# Neuanlage im Ruhrgebiet zur Ansicht



## R2d2 (18. Jan. 2016)

Hallo Teichbaufreunde,

Ich bin Neuling hier und freue mich auf eine angeregte Konversation mit euch.

Ich möchte in Kürze mit meinem Projekt loslegen. Es wird ein Schwimmteich (12x6m) und bis jetzt bevorzuge ich das NG Prinzip.
Habe viel gelesen und bin mir in einigen Details sehr unsicher.
Als Anlage versuche ich mal meinen Entwurf hochzuladen und bitte um kritische Prüfung und natürlich reichlich Verbesserungsvorschläge.
Sollte noch jemand bereit sein mir sein Projekt zeigen zu wollen, bitte gerne.
Ich wohne in Essen und bin bereit auch ein paar km zu fahren um mir tolle Ideen bei euch zu
 " klauen".
Ich werde ich auch ein paar Bildchen meines Teiches und des Baufortschrittes hier zeigen wollen, da Bilder aussagekräftiger sind als lange Texte.

Gruß
R2d2


----------



## trampelkraut (18. Jan. 2016)

Hallo, schönes Projekt!

Wenn du Anregungen und Ratschläge haben willst, solltest du mehr Informationen einbringen.
z.B
Fördervolumen der Pumpe
Förderhöhe der Pumpe
Teichvolumen
Volumen des Filtergrabens
Pumpe: Intern oder Extern
Größe der Saugleitungen
Welcher Filter
UVC: ja oder nein
Wo läuft das Wasser wieder zurück in den Teich.

Mit diesen Informationen kann man sich das alles besser vorstellen und seine Meinung dazu äußern.

Ich habe meinen Schwimmteich auch im letzten Jahr nach NG gebaut! Hier ein Link zu meiner Teichbau Doku.

http://www.teichbau-forum-naturagar...nik-grube-ausheben/19768-salamanders-teichbau


----------



## samorai (18. Jan. 2016)

Hallo R2d2!
Herzlich willkommen bei den "Teichverrückten"!
Fragen und Bilder sind unsere Nahrung, füttere uns ordentlich damit Du darüber grübeln kannst!

Ron!


----------



## R2d2 (19. Jan. 2016)

Hallo Aron, hallo Trampelkraut ( __ Salamander) und natürlich alle Anderen,

Gerade die hier gestellten Fragen machen mir ja Sorgen.
Filterkeller kommt wegen Platzmangel nicht in frage.
Bildmitte (Technik) dort ist ein Raum für Filter, UV, etc.

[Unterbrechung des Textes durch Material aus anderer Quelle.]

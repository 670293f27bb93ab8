use crate::model::Family;

/// Fixed event-code -> description table. Unrecognized codes return the
/// `"Unknown event"` sentinel rather than an error; a malformed event
/// stream is a recoverable anomaly, not a fatal one.
const EVENTS: &[(u8, &str)] = &[
    (0xA8, "Entered PDI mode"),
    (0xA9, "Exited PDI mode"),
    (0xAB, "Deco ceiling lowered"),
    (0xAD, "Deco ceiling raised"),
    (0xBD, "Switched to normal PO2 setting"),
    (0xC0, "Switched to FO2 21% mode"),
    (0xC1, "Ascent rate greater than limit"),
    (0xC2, "Low battery warning"),
    (0xC3, "CNS Oxygen toxicity warning"),
    (0xC4, "Depth exceeds user set point"),
    (0xC5, "Entered decompression mode"),
    (0xC7, "Entered Gauge mode"),
    (0xC8, "PO2 too high"),
    (0xCC, "Low Cylinder 1 pressure"),
    (0xCD, "Switched to deco blend"),
    (0xCE, "Non-decompression warning"),
    (0xD0, "Breathing rate alarm"),
    (0xD3, "Low gas 1 flow rate"),
    (0xD6, "Depth is less than ceiling"),
    (0xD8, "End decompression mode"),
    (0xE1, "End ascent rate warning"),
    (0xE2, "Low SBAT battery warning"),
    (0xE3, "Switched to FO2 mode"),
    (0xE5, "Switched to PO2 mode"),
    (0xEE, "End non-decompression warning"),
    (0xEF, "Switch to blend 2"),
    (0xF0, "Breathing rate alarm"),
    (0xF3, "Switch to blend 1"),
    (0xF6, "End Depth is less than ceiling"),
];

pub const UNKNOWN_EVENT: &str = "Unknown event";

pub fn describe_event(code: u8) -> &'static str {
    EVENTS
        .iter()
        .find(|(c, _)| *c == code)
        .map(|(_, desc)| *desc)
        .unwrap_or(UNKNOWN_EVENT)
}

/// Total inter-dive record length (including the code byte) for a given
/// family and code. Returns `None` for a code not in the family's table,
/// which the profile parser treats as the end of the inter-dive preamble
/// rather than an error.
pub fn inter_dive_record_len(family: Family, code: u8) -> Option<usize> {
    let table: &[(u8, usize)] = match family {
        Family::CommanderII | Family::CommanderIII => &[
            (0x00, 16),
            (0x01, 20),
            (0x02, 17),
            (0x03, 16),
            (0x06, 18),
            (0x07, 18),
            (0x08, 18),
            (0x09, 18),
            (0x0A, 18),
            (0x0B, 18),
            (0x0C, 18),
            (0x0D, 18),
            (0x0E, 18),
            (0x10, 20),
        ],
        Family::Gemini => &[
            (0x00, 10),
            (0x02, 17),
            (0x06, 18),
            (0x07, 18),
            (0x0A, 18),
            (0x0B, 18),
            (0x0F, 18),
            (0x10, 18),
        ],
        Family::Emc => &[
            (0x00, 18),
            (0x01, 22),
            (0x02, 19),
            (0x03, 18),
            (0x06, 20),
            (0x07, 20),
            (0x0A, 20),
            (0x0B, 20),
            (0x0F, 18),
            (0x10, 20),
        ],
        Family::CommanderI | Family::Nemesis => &[],
    };
    table.iter().find(|(c, _)| *c == code).map(|(_, len)| *len)
}

#[cfg(test)]
mod tests {
    use super::*;

    #[test]
    fn unknown_code_falls_back() {
        assert_eq!(describe_event(0x00), UNKNOWN_EVENT);
        assert_eq!(describe_event(0xC8), "PO2 too high");
    }

    #[test]
    fn commander_i_has_no_inter_dive_table() {
        assert_eq!(inter_dive_record_len(Family::CommanderI, 0x00), None);
    }

    #[test]
    fn gemini_table_differs_from_commander() {
        assert_eq!(inter_dive_record_len(Family::Gemini, 0x00), Some(10));
        assert_eq!(inter_dive_record_len(Family::CommanderII, 0x00), Some(16));
    }
}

Will sehen das ich kurzfristig einen persönlichen Termin bei NG bekomme.
Ich konnte die Skizze im NG Forum leider nicht hochladen.
Touranus, Steinbeisser und Claudia haben mich bereits zur Besichtigung eingeladen, was ich auch wahrnehmen werde.
Von deren Beiträgen habe schon sehr viel gelernt und in meine Planung übernommen.

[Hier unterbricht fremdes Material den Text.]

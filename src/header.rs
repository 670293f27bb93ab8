use zeroize::Zeroize;

use crate::bytes::{read_u24_le, read_u32_le};
use crate::container::ContainerDescriptor;
use crate::error::{CochranError, Result};

/// Decrypt the fixed header region (pointer table, key block and the
/// encrypted header fields beyond it) so the pointer table and model id
/// become legible. Everything before `header_key_base` (the pointer table
/// plus the raw key bytes) is copied verbatim; the schedule beyond it is
/// decrypted block by block, each block restarting at key offset 0, through
/// to the first dive's offset (the dive pointer table's own entry 0, itself
/// plaintext) — the reference decoder's final header block runs up to that
/// same dynamic boundary rather than a fixed one.
pub fn decode_header(cipher: &[u8], descriptor: &ContainerDescriptor) -> Result<Vec<u8>> {
    let min_len = descriptor.header_key_base;
    if cipher.len() < min_len {
        return Err(CochranError::Truncated {
            needed: min_len,
            have: cipher.len(),
        });
    }

    let mut out = vec![0u8; cipher.len()];
    out[..descriptor.header_key_base].copy_from_slice(&cipher[..descriptor.header_key_base]);

    let header_end = first_dive_offset(cipher, descriptor)?.min(cipher.len());

    let mut start = 0usize;
    for &boundary in &descriptor.header_schedule {
        let abs_start = descriptor.header_key_base + start;
        let abs_end = (descriptor.header_key_base + boundary).min(header_end);
        if abs_end > abs_start {
            crate::cipher::decode(cipher, &mut out, abs_start, abs_end, &descriptor.key, 0, descriptor.modulus);
        }
        start = boundary;
    }
    let tail_start = descriptor.header_key_base + start;
    if header_end > tail_start {
        crate::cipher::decode(cipher, &mut out, tail_start, header_end, &descriptor.key, 0, descriptor.modulus);
    }

    Ok(out)
}

/// The byte offset of dive #0, read straight out of the (never encrypted)
/// pointer table. The reference decoder uses this same value as the end
/// bound of its last header decrypt block.
fn first_dive_offset(cipher: &[u8], descriptor: &ContainerDescriptor) -> Result<usize> {
    let pointer = if descriptor.pointer_width == 3 {
        read_u24_le(cipher, 0)?
    } else {
        read_u32_le(cipher, 0)?
    };
    Ok(pointer as usize)
}

/// Peek the format/key/modulus bytes needed to decrypt the header, without
/// decrypting anything yet. These precede the encrypted header region in
/// every variant and are therefore already legible in the raw ciphertext; the
/// model id is not (see [`ContainerDescriptor::complete`]).
pub fn peek_descriptor(
    variant: crate::model::FileVariant,
    cipher: &[u8],
) -> Result<ContainerDescriptor> {
    ContainerDescriptor::from_raw_header(variant, cipher)
}

/// Scrub the 256-byte key out of the plaintext image after decoding, per
/// the container's documented resource policy. Not a security boundary (the
/// key is derivable again from the ciphertext), just protocol hygiene that
/// matches the zeroize idiom the wider ecosystem uses for key material.
pub fn scrub_key(image: &mut [u8], descriptor: &ContainerDescriptor) {
    let key_start = descriptor.header_offset + 1;
    let key_end = key_start + 256;
    if key_end <= image.len() {
        image[key_start..key_end].zeroize();
    }
}

#[cfg(test)]
mod tests {
    use super::*;
    use crate::container::FileFormat;
    use crate::model::{Family, FileVariant};

    fn stub_descriptor(header_key_base: usize, header_schedule: Vec<usize>) -> ContainerDescriptor {
        let mut key = [0u8; 256];
        for (i, k) in key.iter_mut().enumerate() {
            *k = i as u8;
        }
        ContainerDescriptor {
            variant: FileVariant::Can,
            format: FileFormat::Can,
            header_offset: 0,
            pointer_width: 4,
            pointer_count: 1,
            modulus: 256,
            key,
            segment_table: Vec::new(),
            header_schedule,
            header_key_base,
            log_offset: 0,
            profile_offset: 0,
            model: *b"213",
            family: Family::CommanderII,
            log_size: 256,
        }
    }

    #[test]
    fn decrypts_past_the_last_scheduled_boundary_up_to_the_first_dive_offset() {
        // header_key_base = 8, schedule has one boundary at 4, first dive
        // starts at cipher offset 20 (read from the pointer table at index
        // 0). The tail run [8+4, 20) must still be decrypted, not left as
        // ciphertext, matching the reference decoder's final `decode()` call
        // that runs to `hend` rather than stopping at the last fixed block.
        let descriptor = stub_descriptor(8, vec![4]);
        let mut cipher = vec![0u8; 32];
        cipher[0..4].copy_from_slice(&20u32.to_le_bytes());
        for b in cipher[8..].iter_mut() {
            *b = 0x55;
        }

        let out = decode_header(&cipher, &descriptor).unwrap();

        // Bytes in [8, 12) decrypted under the schedule's single boundary.
        assert_eq!(out[8], cipher[8].wrapping_add(descriptor.key[0]));
        // Bytes in [12, 20) -- past the schedule's last boundary -- must
        // still be decrypted rather than copied verbatim.
        assert_eq!(out[12], cipher[12].wrapping_add(descriptor.key[0]));
        assert_eq!(out[19], cipher[19].wrapping_add(descriptor.key[7]));
        // Bytes at/after the first dive offset are untouched (still raw).
        assert_eq!(out[20], cipher[20]);
    }
}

Geschätzt werden es ca. 35000 Liter werden. 12x6x1,5m
Für mich und vor allem meine bessere Hälfte ist klares Wasser das a und o.
Sollte das nicht klappen, brauch ich gar nicht anfangen
Ich werde mich bei NG dann zum Thema Filter etc. beraten lassen.

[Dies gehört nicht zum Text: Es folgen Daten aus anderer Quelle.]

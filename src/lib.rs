//! Reader for Cochran dive computer `.can`/`.wan`/`.ana` container files.
//!
//! The three operations a caller composes are [`decode_file`] (header layout
//! and the decrypted-but-still-dive-encrypted image), [`for_each_dive`] (walk
//! the pointer table, yielding one decrypted dive blob at a time) and
//! [`parse_samples`] (turn a dive's profile region into a stream of
//! [`Sample`]s). [`dive_logbook`] and [`dive_profile_bytes`] slice a decrypted
//! dive blob into the two regions those operations need.

pub mod bytes;
pub mod cipher;
pub mod container;
pub mod dive;
pub mod error;
pub mod events;
pub mod header;
pub mod logbook;
pub mod model;
pub mod profile;
pub mod time;
pub mod types;

use std::ops::ControlFlow;

pub use container::{ContainerDescriptor, FileFormat};
pub use error::{CochranError, Result};
pub use model::{family_for_model, model_name, Family, FileVariant};
pub use types::{DiveSummary, GasMix, Logbook, Sample, SampleRaw};

/// Peek the container's layout and decrypt its fixed header region.
///
/// The returned image has a legible pointer table and header fields, but
/// dive blobs past the header are still ciphertext — [`for_each_dive`]
/// decrypts each one as it's visited. The 256-byte key is zeroed out of the
/// returned image before it's handed back.
///
/// The model id (and everything keyed off it: family, log size, the
/// logbook/profile offsets and the per-dive segment table) lives inside the
/// encrypted header region, so it only becomes legible once the header has
/// actually been decrypted -- the descriptor is therefore built in two
/// passes, [`ContainerDescriptor::from_raw_header`] then
/// [`ContainerDescriptor::complete`].
pub fn decode_file(variant: FileVariant, cipher: &[u8]) -> Result<(ContainerDescriptor, Vec<u8>)> {
    let mut descriptor = header::peek_descriptor(variant, cipher)?;
    let mut image = header::decode_header(cipher, &descriptor)?;
    descriptor.complete(&image)?;
    header::scrub_key(&mut image, &descriptor);
    Ok((descriptor, image))
}

/// Walk the dive pointer table, decrypting and yielding one dive blob at a
/// time. See [`dive::for_each_dive`] for the exact callback contract.
pub fn for_each_dive(
    image: &[u8],
    descriptor: &ContainerDescriptor,
    callback: impl FnMut(&ContainerDescriptor, &[u8], usize, bool) -> ControlFlow<()>,
    on_corrupt: impl FnMut(CochranError),
) -> Result<()> {
    dive::for_each_dive(image, descriptor, callback, on_corrupt)
}

/// Parse a dive's logbook header out of its decrypted blob.
pub fn dive_logbook(descriptor: &ContainerDescriptor, dive: &[u8]) -> Result<Logbook> {
    let end = descriptor.log_offset + descriptor.log_size;
    if end > dive.len() {
        return Err(CochranError::Truncated {
            needed: end,
            have: dive.len(),
        });
    }
    logbook::parse_logbook(descriptor.family, descriptor.model, &dive[descriptor.log_offset..end])
}

/// Slice out a dive's profile (sample stream) region.
///
/// The logbook's `profile_end`/`profile_pre` fields bound the effective
/// sample length to `min(profile_end - profile_pre, dive_size -
/// profile_offset)`; the sentinels `0xFFFFFFFF` and `0` mean "corrupt or
/// unset", in which case the whole remaining slice is used instead.
pub fn dive_profile_bytes<'a>(descriptor: &ContainerDescriptor, dive: &'a [u8], logbook: &Logbook) -> &'a [u8] {
    if descriptor.profile_offset >= dive.len() {
        return &[];
    }
    let remaining = &dive[descriptor.profile_offset..];
    let remaining_len = remaining.len();

    if logbook.profile_end == 0xFFFFFFFF || logbook.profile_end == 0 {
        return remaining;
    }

    let Some(span) = logbook.profile_end.checked_sub(logbook.profile_pre) else {
        return remaining;
    };
    let len = (span as usize).min(remaining_len);
    &remaining[..len]
}

/// Decode one dive's profile into a stream of [`Sample`]s, given its already
/// parsed logbook. See [`profile::parse_samples`] for the per-family layouts.
///
/// The callback's third argument is the raw bytes consumed to produce that
/// emission (empty for logbook-derived priming values and for `Sample::End`).
pub fn parse_samples(
    family: Family,
    logbook: &Logbook,
    samples: &[u8],
    callback: impl FnMut(u32, Sample, SampleRaw),
) -> Result<()> {
    profile::parse_samples(family, logbook, samples, callback)
}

Werde hier berichten und zur Diskussion stellen.

Allen schon einmal vielen Dank aus dem Pott.


----------



## trampelkraut (19. Jan. 2016)

Hallo R2d2

Auch für mich und meinem Anhang war es mit das wichtigste klares Wasser zu haben. Ich habe es bei 130 000l Teichvolumen mit Filtergraben, 2 Standartfilter und 2 UVC bis jetzt immer geschafft. Auch bei Lufttemperaturen von 39,5°C und Wassertemperatur von 32°C gab es keine Probleme mit Algen.

Aber ich muß auch betonen, jeder Teich verhält sich anders.

Lass dich bei NG gut beraten, sei aber auch kritisch nicht alles was empfohlen wird muß auch richtig sein. Bei deinem Skimmer auf der Skizze ist es wichtig dass das Saugrohr richtig ausgelegt ist und somit die Wassermenge für den Skimmer stimmt. Würde bei deiner Teichgröße eine extra Skimmerpumpe bevorzugen.

Bei einem reinen Schwimmteich reicht es wenn das Teichvolumen 1,5x bis 2x am Tag gewechselt wird. Da reicht meiner Meinung nach eine Pumpe die bei deiner geplanten Förderhöhe noch ca. 3000l/h bringt. 1 Standartfilter und 1 UVC 55 sollten auch reichen.

Bei 3000l/h kommst du auf 50l/min das passt gut zum Standartfilter.


----------



## R2d2 (4. Feb. 2016)

Hallo Teichfreunde,

trotz der aktuellen Wetterlage konnte ich nicht mehr warten und habe meinen Garten in ein Schlachtfeld verwandelt.
Schei... Ist nur, dass der Grundwasserspiegel bei 1,1 m liegt und die Sicherungsfolie als Wasserbett gebraucht werden könnte. Wenn es nicht so kalt wäre.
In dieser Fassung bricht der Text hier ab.